[Data items]
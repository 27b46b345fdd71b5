//! Relay connection pagination
//!
//! The collection resolvers fetch the full ordered row set for a table and
//! window it here. Cursors are "natural": the base64 of `["natural", index]`
//! where index is the row's position in the ordered set, so they stay valid
//! across `first`/`last`/`offset` combinations against the same ordering.

use async_graphql::Value;
use base64::engine::general_purpose::STANDARD as BASE64;
use base64::Engine;

/// Pagination arguments after cursor decoding
#[derive(Debug, Clone, Default)]
pub struct PageArgs {
    pub first: Option<usize>,
    pub last: Option<usize>,
    pub offset: Option<usize>,
    /// Decoded index of the `after` cursor
    pub after: Option<usize>,
    /// Decoded index of the `before` cursor
    pub before: Option<usize>,
}

/// One window over the ordered row set
#[derive(Debug)]
pub struct Page {
    /// (absolute index, row) pairs; the index produces the row's cursor
    pub nodes: Vec<(usize, Value)>,
    pub total_count: usize,
    pub has_next_page: bool,
    pub has_previous_page: bool,
}

impl Page {
    pub fn start_cursor(&self) -> Option<String> {
        self.nodes.first().map(|(i, _)| encode_cursor(*i))
    }

    pub fn end_cursor(&self) -> Option<String> {
        self.nodes.last().map(|(i, _)| encode_cursor(*i))
    }
}

pub fn encode_cursor(index: usize) -> String {
    BASE64.encode(format!("[\"natural\",{}]", index))
}

pub fn decode_cursor(cursor: &str) -> Option<usize> {
    let bytes = BASE64.decode(cursor).ok()?;
    let json: serde_json::Value = serde_json::from_slice(&bytes).ok()?;
    let parts = json.as_array()?;
    match parts.as_slice() {
        [serde_json::Value::String(tag), serde_json::Value::Number(index)] if tag == "natural" => {
            index.as_u64().map(|i| i as usize)
        }
        _ => None,
    }
}

/// Window the ordered rows per the relay pagination algorithm
pub fn paginate(rows: Vec<Value>, args: &PageArgs) -> Page {
    let total = rows.len();
    let mut start = 0usize;
    let mut end = total;

    if let Some(after) = args.after {
        start = start.max(after.saturating_add(1));
    }
    if let Some(before) = args.before {
        end = end.min(before);
    }
    if let Some(offset) = args.offset {
        start = start.saturating_add(offset);
    }
    if let Some(first) = args.first {
        end = end.min(start.saturating_add(first));
    }
    if let Some(last) = args.last {
        start = start.max(end.saturating_sub(last));
    }
    let start = start.min(end).min(total);
    let end = end.min(total);

    let nodes = rows
        .into_iter()
        .enumerate()
        .skip(start)
        .take(end - start)
        .collect();

    Page {
        nodes,
        total_count: total,
        has_next_page: end < total,
        has_previous_page: start > 0,
    }
}

#[cfg(test)]
mod tests {
    use super::*;

    fn rows(n: usize) -> Vec<Value> {
        (0..n).map(|i| Value::Number((i as i64).into())).collect()
    }

    fn indexes(page: &Page) -> Vec<usize> {
        page.nodes.iter().map(|(i, _)| *i).collect()
    }

    #[test]
    fn test_cursor_round_trip() {
        let cursor = encode_cursor(3);
        assert_eq!(decode_cursor(&cursor), Some(3));
        assert_eq!(decode_cursor("garbage"), None);
    }

    #[test]
    fn test_no_args_returns_everything() {
        let page = paginate(rows(4), &PageArgs::default());
        assert_eq!(indexes(&page), vec![0, 1, 2, 3]);
        assert_eq!(page.total_count, 4);
        assert!(!page.has_next_page);
        assert!(!page.has_previous_page);
    }

    #[test]
    fn test_first_limits_and_flags_next() {
        let page = paginate(
            rows(5),
            &PageArgs {
                first: Some(2),
                ..Default::default()
            },
        );
        assert_eq!(indexes(&page), vec![0, 1]);
        assert!(page.has_next_page);
        assert!(!page.has_previous_page);
    }

    #[test]
    fn test_last_takes_tail() {
        let page = paginate(
            rows(5),
            &PageArgs {
                last: Some(2),
                ..Default::default()
            },
        );
        assert_eq!(indexes(&page), vec![3, 4]);
        assert!(page.has_previous_page);
        assert!(!page.has_next_page);
    }

    #[test]
    fn test_after_resumes_past_cursor() {
        let page = paginate(
            rows(5),
            &PageArgs {
                after: Some(1),
                first: Some(2),
                ..Default::default()
            },
        );
        assert_eq!(indexes(&page), vec![2, 3]);
        assert!(page.has_next_page);
        assert!(page.has_previous_page);
    }

    #[test]
    fn test_before_truncates() {
        let page = paginate(
            rows(5),
            &PageArgs {
                before: Some(3),
                ..Default::default()
            },
        );
        assert_eq!(indexes(&page), vec![0, 1, 2]);
        assert!(page.has_next_page);
    }

    #[test]
    fn test_offset_skips() {
        let page = paginate(
            rows(5),
            &PageArgs {
                offset: Some(3),
                ..Default::default()
            },
        );
        assert_eq!(indexes(&page), vec![3, 4]);
        assert!(page.has_previous_page);
    }

    #[test]
    fn test_window_past_end_is_empty() {
        let page = paginate(
            rows(2),
            &PageArgs {
                offset: Some(10),
                ..Default::default()
            },
        );
        assert!(page.nodes.is_empty());
        assert_eq!(page.total_count, 2);
        assert!(page.start_cursor().is_none());
    }

    #[test]
    fn test_cursors_are_absolute() {
        let page = paginate(
            rows(5),
            &PageArgs {
                offset: Some(2),
                first: Some(2),
                ..Default::default()
            },
        );
        assert_eq!(page.start_cursor(), Some(encode_cursor(2)));
        assert_eq!(page.end_cursor(), Some(encode_cursor(3)));
    }
}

- **EXERCISE DIRECTIONS**
Report how many lines above hold the string "nodes", giving nothing but the number.

- **SOLUTION BELOW**
7